ASSIGNMENT: Reproduce precisely the lines between the start of the data below and the line with "JSON serialization of", both included.

DATA RECORDS:
>>>>>
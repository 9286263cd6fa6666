//! Canonical entities and their content fingerprints
//!
//! A canonical entity is the merged, normalized record that gets persisted
//! and served. Its fingerprint is a SHA-256 over the JSON serialization of
//! the entity: struct fields serialize in declaration order and list fields
//! are kept sorted, so equal entities always hash equally.

use crate::error::EntityError;
use crate::record::{EntityKind, FieldMap};
use serde::{Deserialize, Serialize};
use sha2::{Digest, Sha256};

/// Set type used when no source reports one
pub const DEFAULT_SET_TYPE: &str = "expansion";

/// Rarity code marking watermark support on a set symbol
pub const WATERMARK_RARITY: &str = "WM";

/// Hex SHA-256 of a value's JSON serialization
pub fn fingerprint_of<T: Serialize>(value: &T) -> Result<String, serde_json::Error> {
    let bytes = serde_json::to_vec(value)?;
    Ok(format!("{:x}", Sha256::digest(&bytes)))
}

/// Boolean flags of a [`Set`]
#[derive(Debug, Clone, Default, PartialEq, Eq, Serialize, Deserialize)]
pub struct SetFlags {
    pub is_digital_only: bool,
    pub is_foil_only: bool,
    pub is_foreign_only: bool,
    pub is_nonfoil_only: bool,
    pub is_paper_only: bool,
    pub is_preview: bool,
}

/// A unified MTG set, merged from Scryfall and MTGJSON
#[derive(Debug, Clone, PartialEq, Eq, Serialize, Deserialize)]
pub struct Set {
    /// Lowercase set code, the entity key
    pub code: String,
    pub name: String,
    #[serde(rename = "type")]
    pub set_type: String,
    /// Release date, `YYYY-MM-DD`
    pub date_released: String,
    pub block: Option<String>,
    pub block_code: Option<String>,
    pub code_alt: Option<String>,
    pub code_arena: Option<String>,
    pub code_keyrune: Option<String>,
    pub code_mtgo: Option<String>,
    pub code_parent: Option<String>,
    pub count_cards: i64,
    pub count_printed: Option<i64>,
    pub count_tokens: i64,
    /// Scryfall set UUID
    pub id: Option<String>,
    pub id_cardmarket: Option<i64>,
    pub id_cardmarket_extras: Option<i64>,
    pub id_cardsphere: Option<i64>,
    pub id_tcgplayer: Option<i64>,
    pub name_cardmarket: Option<String>,
    pub icon_svg_uri: Option<String>,
    pub flags: SetFlags,
}

impl Set {
    /// Build a set from merged fields.
    ///
    /// Counts default to zero and flags to false. Token sets count their
    /// own cards as tokens; other sets take the token count MTGJSON reports.
    pub fn from_fields(key: &str, fields: &FieldMap) -> Result<Self, EntityError> {
        let set_type = fields
            .text("type")?
            .unwrap_or_else(|| DEFAULT_SET_TYPE.to_string());
        let count_cards = fields.int("count_cards")?.unwrap_or(0);
        let count_tokens = if set_type == "token" {
            count_cards
        } else {
            fields.int("count_tokens")?.unwrap_or(0)
        };

        Ok(Set {
            code: key.to_lowercase(),
            name: fields.required_text("name")?,
            set_type,
            date_released: fields.required_text("date_released")?,
            block: fields.text("block")?,
            block_code: fields.text("block_code")?,
            code_alt: fields.text("code_alt")?,
            code_arena: fields.text("code_arena")?,
            code_keyrune: fields.text("code_keyrune")?,
            code_mtgo: fields.text("code_mtgo")?,
            code_parent: fields.text("code_parent")?,
            count_cards,
            count_printed: fields.int("count_printed")?,
            count_tokens,
            id: fields.text("id")?,
            id_cardmarket: fields.int("id_cardmarket")?,
            id_cardmarket_extras: fields.int("id_cardmarket_extras")?,
            id_cardsphere: fields.int("id_cardsphere")?,
            id_tcgplayer: fields.int("id_tcgplayer")?,
            name_cardmarket: fields.text("name_cardmarket")?,
            icon_svg_uri: fields.text("icon_svg_uri")?,
            flags: SetFlags {
                is_digital_only: fields.bool("is_digital_only")?.unwrap_or(false),
                is_foil_only: fields.bool("is_foil_only")?.unwrap_or(false),
                is_foreign_only: fields.bool("is_foreign_only")?.unwrap_or(false),
                is_nonfoil_only: fields.bool("is_nonfoil_only")?.unwrap_or(false),
                is_paper_only: fields.bool("is_paper_only")?.unwrap_or(false),
                is_preview: fields.bool("is_preview")?.unwrap_or(false),
            },
        })
    }
}

/// A set symbol and the rarities it is drawn in
#[derive(Debug, Clone, PartialEq, Eq, Serialize, Deserialize)]
pub struct SymbolSet {
    /// Uppercase symbol code, the entity key
    pub code: String,
    /// Code of the symbol this one aliases
    pub parent: Option<String>,
    /// Sorted rarity codes, e.g. `["C", "M", "R", "U", "WM"]`
    pub supported: Vec<String>,
}

impl SymbolSet {
    pub fn from_fields(key: &str, fields: &FieldMap) -> Result<Self, EntityError> {
        let mut supported: Vec<String> = fields
            .list("supported")?
            .unwrap_or_default()
            .into_iter()
            .map(|r| r.to_uppercase())
            .collect();
        supported.sort();
        supported.dedup();

        Ok(SymbolSet {
            code: key.to_uppercase(),
            parent: fields.text("parent")?.map(|p| p.to_uppercase()),
            supported,
        })
    }

    /// Code whose asset directory holds this symbol's artwork
    pub fn alias(&self) -> &str {
        self.parent.as_deref().unwrap_or(&self.code)
    }

    pub fn supports_watermark(&self) -> bool {
        self.supported.iter().any(|r| r == WATERMARK_RARITY)
    }
}

/// A watermark symbol, optionally owned by a set symbol
#[derive(Debug, Clone, PartialEq, Eq, Serialize, Deserialize)]
pub struct SymbolWatermark {
    /// Lowercase watermark name, the entity key
    pub name: String,
    /// Set symbol code when this is a set watermark
    pub parent: Option<String>,
}

impl SymbolWatermark {
    pub fn from_fields(key: &str, fields: &FieldMap) -> Result<Self, EntityError> {
        Ok(SymbolWatermark {
            name: key.to_lowercase(),
            parent: fields.text("parent")?.map(|p| p.to_uppercase()),
        })
    }
}

/// Any persisted entity
#[derive(Debug, Clone, PartialEq, Eq, Serialize, Deserialize)]
#[serde(tag = "kind", content = "data", rename_all = "snake_case")]
pub enum CanonicalEntity {
    Set(Set),
    SymbolSet(SymbolSet),
    SymbolWatermark(SymbolWatermark),
}

impl CanonicalEntity {
    pub fn from_fields(kind: EntityKind, key: &str, fields: &FieldMap) -> Result<Self, EntityError> {
        Ok(match kind {
            EntityKind::Set => CanonicalEntity::Set(Set::from_fields(key, fields)?),
            EntityKind::SymbolSet => CanonicalEntity::SymbolSet(SymbolSet::from_fields(key, fields)?),
            EntityKind::SymbolWatermark => {
                CanonicalEntity::SymbolWatermark(SymbolWatermark::from_fields(key, fields)?)
            }
        })
    }

    pub fn kind(&self) -> EntityKind {
        match self {
            CanonicalEntity::Set(_) => EntityKind::Set,
            CanonicalEntity::SymbolSet(_) => EntityKind::SymbolSet,
            CanonicalEntity::SymbolWatermark(_) => EntityKind::SymbolWatermark,
        }
    }

    pub fn key(&self) -> &str {
        match self {
            CanonicalEntity::Set(s) => &s.code,
            CanonicalEntity::SymbolSet(s) => &s.code,
            CanonicalEntity::SymbolWatermark(w) => &w.name,
        }
    }

    /// Recompute the content fingerprint from the current fields
    pub fn fingerprint(&self) -> Result<String, serde_json::Error> {
        fingerprint_of(self)
    }

    pub fn as_set(&self) -> Option<&Set> {
        match self {
            CanonicalEntity::Set(s) => Some(s),
            _ => None,
        }
    }

    pub fn as_symbol_set(&self) -> Option<&SymbolSet> {
        match self {
            CanonicalEntity::SymbolSet(s) => Some(s),
            _ => None,
        }
    }

    pub fn as_symbol_watermark(&self) -> Option<&SymbolWatermark> {
        match self {
            CanonicalEntity::SymbolWatermark(w) => Some(w),
            _ => None,
        }
    }
}

#[cfg(test)]
mod tests {
    use super::*;

    fn mh2_fields() -> FieldMap {
        FieldMap::new()
            .with("name", "Modern Horizons 2")
            .with("date_released", "2021-06-18")
            .with("type", "draft_innovation")
            .with("count_cards", 303i64)
            .with("is_foil_only", false)
            .with("code_keyrune", "MH2")
    }

    #[test]
    fn set_from_fields_applies_sentinels() {
        let fields = FieldMap::new()
            .with("name", "Alpha")
            .with("date_released", "1993-08-05");

        let set = Set::from_fields("LEA", &fields).unwrap();
        assert_eq!(set.code, "lea");
        assert_eq!(set.set_type, DEFAULT_SET_TYPE);
        assert_eq!(set.count_cards, 0);
        assert_eq!(set.count_printed, None);
        assert_eq!(set.flags, SetFlags::default());
    }

    #[test]
    fn token_sets_count_cards_as_tokens() {
        let fields = FieldMap::new()
            .with("name", "Modern Horizons 2 Tokens")
            .with("date_released", "2021-06-18")
            .with("type", "token")
            .with("count_cards", 17i64);

        let set = Set::from_fields("tmh2", &fields).unwrap();
        assert_eq!(set.count_tokens, 17);

        // A reported token count does not override the set's own cards
        let with_reported = fields.with("count_tokens", 3i64);
        let set = Set::from_fields("tmh2", &with_reported).unwrap();
        assert_eq!(set.count_tokens, 17);
    }

    #[test]
    fn other_sets_take_reported_token_count() {
        let fields = mh2_fields().with("count_tokens", 21i64).with("id_cardsphere", 1234i64);
        let set = Set::from_fields("mh2", &fields).unwrap();
        assert_eq!(set.count_tokens, 21);
        assert_eq!(set.id_cardsphere, Some(1234));

        let set = Set::from_fields("mh2", &mh2_fields()).unwrap();
        assert_eq!(set.count_tokens, 0);
    }

    #[test]
    fn set_requires_name_and_release_date() {
        let fields = FieldMap::new().with("name", "Nameless Date");
        assert_eq!(
            Set::from_fields("xxx", &fields),
            Err(EntityError::MissingField("date_released".to_string()))
        );
    }

    #[test]
    fn fingerprint_is_stable_and_content_sensitive() {
        let a = CanonicalEntity::from_fields(EntityKind::Set, "mh2", &mh2_fields()).unwrap();
        let b = CanonicalEntity::from_fields(EntityKind::Set, "mh2", &mh2_fields()).unwrap();
        assert_eq!(a.fingerprint().unwrap(), b.fingerprint().unwrap());

        let changed = mh2_fields().with("count_cards", 304i64);
        let c = CanonicalEntity::from_fields(EntityKind::Set, "mh2", &changed).unwrap();
        assert_ne!(a.fingerprint().unwrap(), c.fingerprint().unwrap());
    }

    #[test]
    fn fingerprint_survives_json_round_trip() {
        let entity = CanonicalEntity::from_fields(EntityKind::Set, "mh2", &mh2_fields()).unwrap();
        let json = serde_json::to_string(&entity).unwrap();
        let restored: CanonicalEntity = serde_json::from_str(&json).unwrap();
        assert_eq!(restored.fingerprint().unwrap(), entity.fingerprint().unwrap());
    }

    #[test]
    fn symbol_rarities_are_normalized() {
        let fields = FieldMap::new().with(
            "supported",
            vec!["u".to_string(), "C".to_string(), "wm".to_string(), "C".to_string()],
        );
        let symbol = SymbolSet::from_fields("mh2", &fields).unwrap();
        assert_eq!(symbol.code, "MH2");
        assert_eq!(symbol.supported, vec!["C", "U", "WM"]);
        assert!(symbol.supports_watermark());
        assert_eq!(symbol.alias(), "MH2");
    }

    #[test]
    fn alias_symbol_points_at_parent() {
        let fields = FieldMap::new()
            .with("parent", "mh2")
            .with("supported", vec!["C".to_string()]);
        let symbol = SymbolSet::from_fields("H1R", &fields).unwrap();
        assert_eq!(symbol.alias(), "MH2");
        assert!(!symbol.supports_watermark());
    }

    #[test]
    fn entity_key_and_kind() {
        let wm = CanonicalEntity::from_fields(
            EntityKind::SymbolWatermark,
            "SetMH2",
            &FieldMap::new().with("parent", "MH2"),
        )
        .unwrap();
        assert_eq!(wm.kind(), EntityKind::SymbolWatermark);
        assert_eq!(wm.key(), "setmh2");
        assert_eq!(wm.as_symbol_watermark().unwrap().parent.as_deref(), Some("MH2"));
        assert!(wm.as_set().is_none());
    }
}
<<<<<
SOLUTION TO THIS PROBLEM:
repository 9286263cd6fa6666
//! Canonical entities and their content fingerprints
//!
//! A canonical entity is the merged, normalized record that gets persisted
//! and served. Its fingerprint is a SHA-256 over the JSON serialization of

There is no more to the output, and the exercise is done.